## [Dataset excerpts]
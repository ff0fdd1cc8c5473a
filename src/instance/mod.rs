//! KCMC instance model.
//!
//! An [`Instance`] owns the three node sets (POIs, sensors, sinks) and the
//! adjacency relations between them:
//!
//! - POI ↔ sensor coverage (`poi_sensor` / `sensor_poi`, mirrored)
//! - sensor ↔ sensor communication (symmetric)
//! - sensor ↔ sink communication (`sensor_sink` / `sink_sensor`, mirrored)
//!
//! Instances are built once, either by seeded random generation
//! ([`Instance::generate`]) or by parsing the canonical text form
//! ([`Instance::deserialize`]), and are read-only afterwards. Every query in
//! the crate takes the set of inactive (or active) sensors as an argument
//! instead of mutating the instance.
//!
//! # Submodules
//!
//! - `config`: [`InstanceConfig`], the counts/geometry/seed header
//! - `placement`: seeded coordinate generation and distance thresholding
//! - `codec`: the `KCMC;…;END` text format

mod codec;
mod config;
mod placement;

pub use config::InstanceConfig;

use crate::error::{KcmcError, Result};
use std::collections::{BTreeMap, BTreeSet};
use std::fmt;

/// The three node families of a KCMC instance.
#[derive(Debug, Clone, Copy, PartialEq, Eq, PartialOrd, Ord, Hash)]
#[cfg_attr(feature = "serde", derive(serde::Serialize, serde::Deserialize))]
pub enum NodeKind {
    /// Point of interest.
    Poi,
    /// Installation spot for a sensor.
    Sensor,
    /// Data sink.
    Sink,
}

impl fmt::Display for NodeKind {
    fn fmt(&self, f: &mut fmt::Formatter<'_>) -> fmt::Result {
        f.write_str(match self {
            NodeKind::Poi => "POI",
            NodeKind::Sensor => "sensor",
            NodeKind::Sink => "sink",
        })
    }
}

/// A node handle: its family plus its index within that family.
#[derive(Debug, Clone, Copy, PartialEq, Eq, PartialOrd, Ord, Hash)]
#[cfg_attr(feature = "serde", derive(serde::Serialize, serde::Deserialize))]
pub struct Node {
    /// Node family.
    pub kind: NodeKind,
    /// Index within the family.
    pub index: usize,
}

impl Node {
    /// Creates a node handle.
    pub fn new(kind: NodeKind, index: usize) -> Self {
        Self { kind, index }
    }
}

/// A KCMC problem instance.
///
/// # Examples
///
/// ```
/// use kcmc_heur::instance::Instance;
///
/// let inst: Instance = "KCMC;2 3 1;10 5 5;42;PI;0 0;0 1;1 2;II;0 1;IS;1 0;END"
///     .parse()
///     .unwrap();
/// assert_eq!(inst.num_sensors(), 3);
/// assert_eq!(inst.key(), "2 3 1;10 5 5;42");
/// ```
#[derive(Debug, Clone, PartialEq, Eq)]
#[cfg_attr(feature = "serde", derive(serde::Serialize, serde::Deserialize))]
pub struct Instance {
    pub(crate) config: InstanceConfig,
    pub(crate) poi_sensor: Vec<BTreeSet<usize>>,
    pub(crate) sensor_poi: Vec<BTreeSet<usize>>,
    pub(crate) sensor_sensor: Vec<BTreeSet<usize>>,
    pub(crate) sensor_sink: Vec<BTreeSet<usize>>,
    pub(crate) sink_sensor: Vec<BTreeSet<usize>>,
}

impl Instance {
    /// Creates an instance with the given header and no edges.
    ///
    /// # Errors
    /// Returns [`InvalidInstanceError::EmptyNodeSet`] if any count is zero.
    ///
    /// [`InvalidInstanceError::EmptyNodeSet`]: crate::error::InvalidInstanceError::EmptyNodeSet
    pub(crate) fn with_header(config: InstanceConfig) -> Result<Self> {
        config.validate()?;
        Ok(Self {
            poi_sensor: vec![BTreeSet::new(); config.num_pois],
            sensor_poi: vec![BTreeSet::new(); config.num_sensors],
            sensor_sensor: vec![BTreeSet::new(); config.num_sensors],
            sensor_sink: vec![BTreeSet::new(); config.num_sensors],
            sink_sensor: vec![BTreeSet::new(); config.num_sinks],
            config,
        })
    }

    /// Generates a random instance from its header.
    ///
    /// Identical configurations (seed included) always produce identical
    /// instances.
    ///
    /// # Errors
    /// Returns [`InvalidInstanceError::EmptyNodeSet`] if any count is zero.
    ///
    /// [`InvalidInstanceError::EmptyNodeSet`]: crate::error::InvalidInstanceError::EmptyNodeSet
    pub fn generate(config: &InstanceConfig) -> Result<Self> {
        let mut instance = Self::with_header(config.clone())?;
        placement::connect(&mut instance);
        Ok(instance)
    }

    // ---- edge insertion (construction only) ----

    pub(crate) fn add_coverage(&mut self, poi: usize, sensor: usize) {
        self.poi_sensor[poi].insert(sensor);
        self.sensor_poi[sensor].insert(poi);
    }

    pub(crate) fn add_link(&mut self, a: usize, b: usize) {
        self.sensor_sensor[a].insert(b);
        self.sensor_sensor[b].insert(a);
    }

    pub(crate) fn add_uplink(&mut self, sensor: usize, sink: usize) {
        self.sensor_sink[sensor].insert(sink);
        self.sink_sensor[sink].insert(sensor);
    }

    // ---- header accessors ----

    /// The counts/geometry/seed header.
    pub fn config(&self) -> &InstanceConfig {
        &self.config
    }

    /// Number of POIs.
    pub fn num_pois(&self) -> usize {
        self.config.num_pois
    }

    /// Number of sensor installation spots.
    pub fn num_sensors(&self) -> usize {
        self.config.num_sensors
    }

    /// Number of sinks.
    pub fn num_sinks(&self) -> usize {
        self.config.num_sinks
    }

    /// Stable identity of the instance: `<pois> <sensors> <sinks>;<area> <cov> <comm>;<seed>`.
    ///
    /// Independent of the derived edges.
    pub fn key(&self) -> String {
        self.config.key()
    }

    // ---- adjacency accessors ----

    /// Iterates the nodes of one family in index order.
    pub fn nodes(&self, kind: NodeKind) -> impl Iterator<Item = Node> {
        let count = match kind {
            NodeKind::Poi => self.num_pois(),
            NodeKind::Sensor => self.num_sensors(),
            NodeKind::Sink => self.num_sinks(),
        };
        (0..count).map(move |index| Node::new(kind, index))
    }

    /// Sensors covering `poi`, ascending.
    ///
    /// # Panics
    /// Panics if `poi >= self.num_pois()`.
    pub fn covering_sensors(&self, poi: usize) -> &BTreeSet<usize> {
        &self.poi_sensor[poi]
    }

    /// POIs covered by `sensor`, ascending.
    ///
    /// # Panics
    /// Panics if `sensor >= self.num_sensors()`.
    pub fn covered_pois(&self, sensor: usize) -> &BTreeSet<usize> {
        &self.sensor_poi[sensor]
    }

    /// Sensors in communication range of `sensor`, ascending.
    ///
    /// # Panics
    /// Panics if `sensor >= self.num_sensors()`.
    pub fn neighbours(&self, sensor: usize) -> &BTreeSet<usize> {
        &self.sensor_sensor[sensor]
    }

    /// Sinks in communication range of `sensor`, ascending.
    ///
    /// # Panics
    /// Panics if `sensor >= self.num_sensors()`.
    pub fn sinks_of(&self, sensor: usize) -> &BTreeSet<usize> {
        &self.sensor_sink[sensor]
    }

    /// Sensors in communication range of `sink`, ascending.
    ///
    /// # Panics
    /// Panics if `sink >= self.num_sinks()`.
    pub fn sensors_of(&self, sink: usize) -> &BTreeSet<usize> {
        &self.sink_sensor[sink]
    }

    /// Whether `sensor` reaches at least one sink directly.
    ///
    /// # Panics
    /// Panics if `sensor >= self.num_sensors()`.
    pub fn reaches_sink(&self, sensor: usize) -> bool {
        !self.sensor_sink[sensor].is_empty()
    }

    // ---- sensor sets ----

    /// Complement of `set` over the sensor indices.
    ///
    /// Converts an active set into an inactive set and back. Indices outside
    /// `0..num_sensors` are ignored.
    pub fn invert_set(&self, set: &BTreeSet<usize>) -> BTreeSet<usize> {
        (0..self.num_sensors()).filter(|s| !set.contains(s)).collect()
    }

    /// Boolean mask of `set` over the sensor indices.
    pub(crate) fn mask(&self, set: &BTreeSet<usize>) -> Vec<bool> {
        let mut mask = vec![false; self.num_sensors()];
        for &s in set.range(..self.num_sensors()) {
            mask[s] = true;
        }
        mask
    }

    // ---- transformations ----

    /// Folds a multi-sink instance into an equivalent single-sink one.
    ///
    /// For every original sink, `max_m` virtual relay sensors are appended.
    /// Each relay talks to every sensor that reached that sink and to the new
    /// sole sink `0`; the original sensor–sink links are dropped. `max_m`
    /// bounds the connectivity the folded instance can still certify.
    ///
    /// Returns the folded instance and, per original sink, the indices of its
    /// virtual relays. A single-sink instance is returned as-is with an
    /// empty map.
    ///
    /// # Errors
    /// [`KcmcError::InvalidConfig`](crate::error::KcmcError::InvalidConfig)
    /// if `max_m` is zero on a multi-sink instance.
    pub fn to_single_sink(&self, max_m: usize) -> Result<(Self, BTreeMap<usize, Vec<usize>>)> {
        if self.num_sinks() == 1 {
            return Ok((self.clone(), BTreeMap::new()));
        }
        if max_m == 0 {
            return Err(KcmcError::InvalidConfig(
                "max_m must be at least 1 to fold several sinks".into(),
            ));
        }

        let n = self.num_sensors();
        let config = self
            .config
            .clone()
            .with_sensors(n + max_m * self.num_sinks())
            .with_sinks(1);
        let mut folded = Self::with_header(config)?;

        for (poi, sensors) in self.poi_sensor.iter().enumerate() {
            for &s in sensors {
                folded.add_coverage(poi, s);
            }
        }
        for (a, neighbours) in self.sensor_sensor.iter().enumerate() {
            for &b in neighbours.range(a + 1..) {
                folded.add_link(a, b);
            }
        }

        let mut relays = BTreeMap::new();
        for (sink, sensors) in self.sink_sensor.iter().enumerate() {
            let virtuals: Vec<usize> = (n + sink * max_m..n + (sink + 1) * max_m).collect();
            for &v in &virtuals {
                for &s in sensors {
                    folded.add_link(v, s);
                }
                folded.add_uplink(v, 0);
            }
            relays.insert(sink, virtuals);
        }

        Ok((folded, relays))
    }
}

#[cfg(test)]
mod tests {
    use super::*;
    use crate::error::InvalidInstanceError;

    const SCENARIO: &str = "KCMC;2 3 1;10 5 5;42;PI;0 0;0 1;1 2;II;0 1;IS;1 0;END";

    #[test]
    fn test_accessors_mirror_relations() {
        let inst: Instance = SCENARIO.parse().unwrap();
        assert_eq!(inst.covering_sensors(0), &BTreeSet::from([0, 1]));
        assert_eq!(inst.covered_pois(2), &BTreeSet::from([1]));
        assert_eq!(inst.neighbours(1), &BTreeSet::from([0]));
        assert_eq!(inst.sinks_of(1), &BTreeSet::from([0]));
        assert_eq!(inst.sensors_of(0), &BTreeSet::from([1]));
        assert!(inst.reaches_sink(1));
        assert!(!inst.reaches_sink(0));
    }

    #[test]
    fn test_nodes_iterates_each_family() {
        let inst: Instance = SCENARIO.parse().unwrap();
        let sensors: Vec<Node> = inst.nodes(NodeKind::Sensor).collect();
        assert_eq!(sensors.len(), 3);
        assert_eq!(sensors[2], Node::new(NodeKind::Sensor, 2));
        assert_eq!(inst.nodes(NodeKind::Sink).count(), 1);
    }

    #[test]
    fn test_invert_set_is_complement() {
        let inst: Instance = SCENARIO.parse().unwrap();
        let active = BTreeSet::from([0, 2]);
        let inactive = inst.invert_set(&active);
        assert_eq!(inactive, BTreeSet::from([1]));
        assert_eq!(inst.invert_set(&inactive), active);
        // out-of-range members are ignored
        assert_eq!(inst.invert_set(&BTreeSet::from([7])).len(), 3);
    }

    #[test]
    fn test_empty_family_rejected() {
        let config = InstanceConfig::default().with_sinks(0);
        let err = Instance::generate(&config).unwrap_err();
        assert_eq!(
            err,
            KcmcError::InvalidInstance(InvalidInstanceError::EmptyNodeSet {
                kind: NodeKind::Sink
            })
        );
    }

    #[test]
    #[should_panic(expected = "index out of bounds")]
    fn test_accessor_rejects_unknown_sensor() {
        let inst: Instance = SCENARIO.parse().unwrap();
        let _ = inst.neighbours(inst.num_sensors());
    }

    #[test]
    fn test_single_sink_fold_is_identity() {
        let inst: Instance = SCENARIO.parse().unwrap();
        let (folded, relays) = inst.to_single_sink(4).unwrap();
        assert_eq!(folded, inst);
        assert!(relays.is_empty());
    }

    #[test]
    fn test_multi_sink_fold_adds_relays() {
        // sensor 0 -> sink 0, sensor 1 -> sink 1
        let text = "KCMC;1 2 2;10 5 5;1;PI;0 0;0 1;II;IS;0 0;1 1;END";
        let inst: Instance = text.parse().unwrap();
        let (folded, relays) = inst.to_single_sink(2).unwrap();

        assert_eq!(folded.num_sinks(), 1);
        assert_eq!(folded.num_sensors(), 2 + 2 * 2);
        assert_eq!(relays[&0], vec![2, 3]);
        assert_eq!(relays[&1], vec![4, 5]);

        // relays of sink 0 talk to sensor 0 only, relays of sink 1 to sensor 1
        assert_eq!(folded.neighbours(2), &BTreeSet::from([0]));
        assert_eq!(folded.neighbours(5), &BTreeSet::from([1]));
        assert_eq!(folded.sensors_of(0), &BTreeSet::from([2, 3, 4, 5]));
        assert!(!folded.reaches_sink(0));
        assert_eq!(folded.covering_sensors(0), inst.covering_sensors(0));

        assert!(matches!(
            inst.to_single_sink(0),
            Err(KcmcError::InvalidConfig(_))
        ));
    }
}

## [What is needed]
Every line of the data that includes the word "mask" should be copied.

## [Final answer]
    /// Boolean mask of `set` over the sensor indices.
    pub(crate) fn mask(&self, set: &BTreeSet<usize>) -> Vec<bool> {
        let mut mask = vec![false; self.num_sensors()];
            mask[s] = true;
        mask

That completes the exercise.